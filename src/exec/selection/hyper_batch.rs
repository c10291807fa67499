// Licensed to the Apache Software Foundation (ASF) under one
// or more contributor license agreements.  See the NOTICE file
// distributed with this work for additional information
// regarding copyright ownership.  The ASF licenses this file
// to you under the Apache License, Version 2.0 (the
// "License"); you may not use this file except in compliance
// with the License.  You may obtain a copy of the License at
//
//   http://www.apache.org/licenses/LICENSE-2.0
//
// Unless required by applicable law or agreed to in writing,
// software distributed under the License is distributed on an
// "AS IS" BASIS, WITHOUT WARRANTIES OR CONDITIONS OF ANY
// KIND, either express or implied.  See the License for the
// specific language governing permissions and limitations
// under the License.
use arrow::array::{Array, RecordBatch};
use arrow::compute::interleave;
use arrow::datatypes::SchemaRef;
use arrow::error::ArrowError;

use crate::exec::chunk::Chunk;
use crate::exec::selection::{MAX_SV4_BATCHES, SelectionVector4};

/// Logical view over many same-schema batches, addressed by batch ordinal.
///
/// Holds the chunks (and therefore their memory charges) alive for as long as
/// any SV4 window over it is outstanding.
#[derive(Debug)]
pub struct HyperBatch {
    schema: SchemaRef,
    chunks: Vec<Chunk>,
}

impl HyperBatch {
    pub fn try_new(schema: SchemaRef, chunks: Vec<Chunk>) -> Result<Self, ArrowError> {
        if chunks.len() > MAX_SV4_BATCHES {
            return Err(ArrowError::InvalidArgumentError(format!(
                "hyper-batch holds {} batches, at most {} are addressable",
                chunks.len(),
                MAX_SV4_BATCHES
            )));
        }
        for (idx, chunk) in chunks.iter().enumerate() {
            if chunk.schema().fields() != schema.fields() {
                return Err(ArrowError::SchemaError(format!(
                    "hyper-batch member {idx} has schema {:?}, expected {:?}",
                    chunk.schema(),
                    schema
                )));
            }
        }
        Ok(Self { schema, chunks })
    }

    pub fn schema(&self) -> &SchemaRef {
        &self.schema
    }

    pub fn num_batches(&self) -> usize {
        self.chunks.len()
    }

    pub fn batch(&self, ordinal: usize) -> &RecordBatch {
        &self.chunks[ordinal].batch
    }

    pub fn total_rows(&self) -> usize {
        self.chunks.iter().map(Chunk::len).sum()
    }

    /// Copy the rows named by packed SV4 entries, in order, into one batch.
    pub fn gather(&self, entries: &[u32]) -> Result<RecordBatch, ArrowError> {
        let indices = entries
            .iter()
            .map(|&e| (SelectionVector4::batch_of(e), SelectionVector4::row_of(e)))
            .collect::<Vec<_>>();
        interleave_batches(&self.schema, self.chunks.iter().map(|c| &c.batch), &indices)
    }
}

/// Build a batch by picking `(batch, row)` pairs out of `batches`.
pub(crate) fn interleave_batches<'a>(
    schema: &SchemaRef,
    batches: impl Iterator<Item = &'a RecordBatch> + Clone,
    indices: &[(usize, usize)],
) -> Result<RecordBatch, ArrowError> {
    let columns = (0..schema.fields().len())
        .map(|column_idx| {
            let arrays: Vec<&dyn Array> = batches
                .clone()
                .map(|batch| batch.column(column_idx).as_ref())
                .collect();
            interleave(&arrays, indices)
        })
        .collect::<Result<Vec<_>, _>>()?;
    RecordBatch::try_new(schema.clone(), columns)
}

*Problem to work on*: Each line above must be retyped exactly in the response.

*Output below*:
filename src/exec/selection/hyper_batch.rs
repository c10291807fa67499
// Licensed to the Apache Software Foundation (ASF) under one
// or more contributor license agreements.  See the NOTICE file
// distributed with this work for additional information
// regarding copyright ownership.  The ASF licenses this file
// to you under the Apache License, Version 2.0 (the
// "License"); you may not use this file except in compliance
// with the License.  You may obtain a copy of the License at
//
//   http://www.apache.org/licenses/LICENSE-2.0
//
// Unless required by applicable law or agreed to in writing,
// software distributed under the License is distributed on an
// "AS IS" BASIS, WITHOUT WARRANTIES OR CONDITIONS OF ANY
// KIND, either express or implied.  See the License for the
// specific language governing permissions and limitations
// under the License.
use arrow::array::{Array, RecordBatch};
use arrow::compute::interleave;
use arrow::datatypes::SchemaRef;
use arrow::error::ArrowError;

use crate::exec::chunk::Chunk;
use crate::exec::selection::{MAX_SV4_BATCHES, SelectionVector4};

/// Logical view over many same-schema batches, addressed by batch ordinal.
///
/// Holds the chunks (and therefore their memory charges) alive for as long as
/// any SV4 window over it is outstanding.
#[derive(Debug)]
pub struct HyperBatch {
    schema: SchemaRef,
    chunks: Vec<Chunk>,
}

impl HyperBatch {
    pub fn try_new(schema: SchemaRef, chunks: Vec<Chunk>) -> Result<Self, ArrowError> {
        if chunks.len() > MAX_SV4_BATCHES {
            return Err(ArrowError::InvalidArgumentError(format!(
                "hyper-batch holds {} batches, at most {} are addressable",
                chunks.len(),
                MAX_SV4_BATCHES
            )));
        }
        for (idx, chunk) in chunks.iter().enumerate() {
            if chunk.schema().fields() != schema.fields() {
                return Err(ArrowError::SchemaError(format!(
                    "hyper-batch member {idx} has schema {:?}, expected {:?}",
                    chunk.schema(),
                    schema
                )));
            }
        }
        Ok(Self { schema, chunks })
    }

    pub fn schema(&self) -> &SchemaRef {
        &self.schema
    }

    pub fn num_batches(&self) -> usize {
        self.chunks.len()
    }

    pub fn batch(&self, ordinal: usize) -> &RecordBatch {
        &self.chunks[ordinal].batch
    }

    pub fn total_rows(&self) -> usize {
        self.chunks.iter().map(Chunk::len).sum()
    }

    /// Copy the rows named by packed SV4 entries, in order, into one batch.
    pub fn gather(&self, entries: &[u32]) -> Result<RecordBatch, ArrowError> {
        let indices = entries
            .iter()
            .map(|&e| (SelectionVector4::batch_of(e), SelectionVector4::row_of(e)))
            .collect::<Vec<_>>();
        interleave_batches(&self.schema, self.chunks.iter().map(|c| &c.batch), &indices)
    }
}

/// Build a batch by picking `(batch, row)` pairs out of `batches`.
pub(crate) fn interleave_batches<'a>(
    schema: &SchemaRef,
    batches: impl Iterator<Item = &'a RecordBatch> + Clone,
    indices: &[(usize, usize)],
) -> Result<RecordBatch, ArrowError> {
    let columns = (0..schema.fields().len())
        .map(|column_idx| {
            let arrays: Vec<&dyn Array> = batches
                .clone()
                .map(|batch| batch.column(column_idx).as_ref())
                .collect();
            interleave(&arrays, indices)
        })
        .collect::<Result<Vec<_>, _>>()?;
    RecordBatch::try_new(schema.clone(), columns)
}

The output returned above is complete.